Q93 Chairman: You have mentioned
the army and the police force. How successful has the build-up
of the indigenous police force and army been?
Ms Clark: Very poor indeed. The
national army has a very high drop-out rate.
Q94 Chairman: Why?
Ms Clark: Partly because people
come to Kabul and they think they are going to be trained and
they will be well paid, and the pay has not been very good. They
are often sent from the provinces by the local commanders, and
the local commanders like to keep their best men, so you get men
who are not that good. Thirdly, the Ministry of Defence is still
controlled by a warlord, General Fahim, who is the military commander
from the group Shura-e Nazar, which took over from Massoud when
Massoud was assassinated. There is still an uneasy dynamic about
exactly where the national army fits in. The Ministry of Defence
is just starting to be reformed, but very recently, probably about
a year ago, 90 per cent of the generals still came from three
districts in the Panjshir Valley, so it was a very narrow group
of people forming the basis for the Ministry of Defence.

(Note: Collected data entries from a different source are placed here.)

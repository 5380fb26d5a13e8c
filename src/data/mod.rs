/// Data layer: core types, loading, and normalization.
///
/// Architecture:
/// ```text
///  .json / .csv / .parquet
///        │
///        ▼
///   ┌──────────┐
///   │  loader   │  parse file → Vec<Dataset>
///   └──────────┘
///        │
///        ▼
///   ┌──────────────┐
///   │   Dataset     │  label + sparse year → value
///   └──────────────┘
///        │
///        ▼
///   ┌───────────┐
///   │ normalize  │  shared year axis, zero-filled, padded
///   └───────────┘
/// ```

pub mod loader;
pub mod model;
pub mod normalize;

Mr Marsden: I entirely agree with
everything that Ms Clark is saying, but on the police side, just
to add that there are some issues about training. There are two
lots of training, one provided by the Germans, which is quite
a long course of several months. I am not sure who else is providing
the trainingmaybe the Italiansand those are very
short courses. So there is no consistency across the board in
terms of the training that is being provided. The other problem
with the training is that it is focused on using police to provide
a degree of security. Police are not being trained to provide
protection for the individual, and so that is a key element, that
the individual has no effective protection from the state at the
moment.
Q95 Mr Illsley: My questions were
going to be on the level of international commitment to Afghanistan,
but in view of what you said earlier, the questions should be
about the quality of the direction of the international commitment.

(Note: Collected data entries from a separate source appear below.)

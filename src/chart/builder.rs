use log::{debug, info};
use palette::Srgb;
use rand::Rng;

use super::config::{
    Axis, ChartConfig, ChartData, ChartOptions, Legend, LineDataset, Scales, Ticks, Title,
};
use super::options::LineChartOptions;
use crate::color::{self, PALETTE};
use crate::data::model::{Dataset, NormalizedSeries, YearRange};
use crate::data::normalize::normalize;
use crate::dom::{mount_canvas, Canvas, DocumentHandle};
use crate::error::ChartError;

/// Label of the shared year axis.
pub const X_AXIS_LABEL: &str = "Jahr";
pub const LINE_WIDTH: u32 = 2;

// ---------------------------------------------------------------------------
// Renderer seam
// ---------------------------------------------------------------------------

/// The charting library that turns a configuration into pixels.
pub trait ChartRenderer {
    type Handle;

    fn render(&mut self, canvas: &Canvas, config: &ChartConfig) -> Result<Self::Handle, ChartError>;
}

/// Keeps every configuration it is asked to render, serialized as JSON.
/// The handle is the index into [`JsonRenderer::rendered`].
#[derive(Debug, Default)]
pub struct JsonRenderer {
    rendered: Vec<(Canvas, String)>,
}

impl JsonRenderer {
    pub fn new() -> Self {
        Self::default()
    }

    pub fn rendered(&self) -> &[(Canvas, String)] {
        &self.rendered
    }

    pub fn get(&self, handle: usize) -> Option<&str> {
        self.rendered.get(handle).map(|(_, json)| json.as_str())
    }
}

impl ChartRenderer for JsonRenderer {
    type Handle = usize;

    fn render(&mut self, canvas: &Canvas, config: &ChartConfig) -> Result<usize, ChartError> {
        let json = config
            .to_json()
            .map_err(|e| ChartError::Render(e.to_string()))?;
        self.rendered.push((*canvas, json));
        Ok(self.rendered.len() - 1)
    }
}

// ---------------------------------------------------------------------------
// Pure configuration
// ---------------------------------------------------------------------------

/// Everything derived from the datasets, before any document is touched.
#[derive(Debug, Clone, PartialEq)]
pub struct ChartSpec {
    pub config: ChartConfig,
    /// Unpadded bounds of the input years.
    pub range: YearRange,
    pub series: Vec<NormalizedSeries>,
    pub colors: Vec<Srgb<u8>>,
}

impl ChartSpec {
    /// `(label, color)` per dataset, in input order.
    pub fn legend_entries(&self) -> Vec<(String, Srgb<u8>)> {
        self.series
            .iter()
            .zip(&self.colors)
            .map(|(s, c)| (s.label.clone(), *c))
            .collect()
    }
}

/// Build the chart configuration for `datasets`.
///
/// Colors past the end of `palette` come from `rng`.
pub fn build_config<R: Rng + ?Sized>(
    datasets: &[Dataset],
    options: &LineChartOptions,
    palette: &[Srgb<u8>],
    rng: &mut R,
) -> Result<ChartSpec, ChartError> {
    let (axis, series) = normalize(datasets)?;

    let colors: Vec<Srgb<u8>> = (0..series.len())
        .map(|i| color::color_for(i, palette, &mut *rng))
        .collect();

    let line_datasets = series
        .iter()
        .zip(&colors)
        .map(|(s, c)| {
            let hex = color::to_hex(*c);
            LineDataset {
                label: s.label.clone(),
                line_tension: 0.0,
                fill: false,
                background_color: hex.clone(),
                border_color: hex,
                data: s.values(),
                border_width: LINE_WIDTH,
            }
        })
        .collect();

    let x_axis = Axis::labelled(
        X_AXIS_LABEL,
        Ticks {
            max_ticks_limit: options.x_max_ticks(),
            begin_at_zero: None,
            integer_steps: None,
        },
    );
    let y_axis = Axis::labelled(
        options.y_label.clone(),
        Ticks {
            max_ticks_limit: options.y_max_ticks(),
            begin_at_zero: Some(true),
            integer_steps: Some(true),
        },
    );

    let config = ChartConfig {
        kind: "line",
        data: ChartData {
            labels: axis.years(),
            datasets: line_datasets,
        },
        options: ChartOptions {
            responsive: true,
            maintain_aspect_ratio: false,
            title: Title {
                display: options.title.is_some(),
                text: options.title.clone(),
            },
            legend: Legend {
                display: !options.search_page,
            },
            scales: Scales {
                x_axes: vec![x_axis],
                y_axes: vec![y_axis],
            },
        },
    };

    debug!(
        "built line chart config: {} series over {} labels",
        series.len(),
        config.data.labels.len()
    );

    Ok(ChartSpec {
        config,
        range: axis.range,
        series,
        colors,
    })
}

// ---------------------------------------------------------------------------
// Full build: config + canvas + render
// ---------------------------------------------------------------------------

/// A rendered chart plus the year bounds the surrounding page labels with.
#[derive(Debug, Clone, PartialEq)]
pub struct LineChart<H> {
    pub handle: H,
    pub min_year: i32,
    pub max_year: i32,
}

/// Builds line charts with a fixed palette.
#[derive(Debug, Clone, Copy)]
pub struct ChartBuilder<'p> {
    palette: &'p [Srgb<u8>],
}

impl Default for ChartBuilder<'static> {
    fn default() -> Self {
        Self { palette: &PALETTE }
    }
}

impl<'p> ChartBuilder<'p> {
    pub fn with_palette(palette: &'p [Srgb<u8>]) -> Self {
        Self { palette }
    }

    pub fn config(
        &self,
        datasets: &[Dataset],
        options: &LineChartOptions,
    ) -> Result<ChartSpec, ChartError> {
        build_config(datasets, options, self.palette, &mut rand::thread_rng())
    }

    /// Normalize `datasets`, mount a canvas under `container_id` and render.
    ///
    /// The configuration is validated before the document is touched, so a
    /// failed build leaves no stray canvas behind.
    pub fn build<D, R>(
        &self,
        doc: &mut D,
        renderer: &mut R,
        datasets: &[Dataset],
        container_id: &str,
        options: &LineChartOptions,
    ) -> Result<LineChart<R::Handle>, ChartError>
    where
        D: DocumentHandle + ?Sized,
        R: ChartRenderer + ?Sized,
    {
        let spec = self.config(datasets, options)?;
        let canvas = mount_canvas(doc, container_id, options.height)?;
        let handle = renderer.render(&canvas, &spec.config)?;
        info!(
            "rendered {} datasets into #{container_id} ({})",
            datasets.len(),
            spec.range
        );
        Ok(LineChart {
            handle,
            min_year: spec.range.min,
            max_year: spec.range.max,
        })
    }
}

/// [`ChartBuilder::build`] with the default palette.
pub fn build_line_chart<D, R>(
    doc: &mut D,
    renderer: &mut R,
    datasets: &[Dataset],
    container_id: &str,
    options: &LineChartOptions,
) -> Result<LineChart<R::Handle>, ChartError>
where
    D: DocumentHandle + ?Sized,
    R: ChartRenderer + ?Sized,
{
    ChartBuilder::default().build(doc, renderer, datasets, container_id, options)
}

Do you both believe it needs more resources being brought into
Afghanistan by the international community? We have seen evidence
that perhaps ISAF has a limited reach and needs more resources.
The IMF[9]
has said that Afghanistan requires substantial donor assistance
for some years to come. So it looks as though there is an obvious
need for resources, but in view of what you said about the PRTs,
does that need to be better targeted? Should where we are spending
the money be better directed, especially as you suggested the
British team as opposed to the other models? Do we need to have
some sort of reorganisation of this conflict between those teams
and the NGOs, where you say the NGOs are put at risk by the mere
presence of the well diggers and the school builders?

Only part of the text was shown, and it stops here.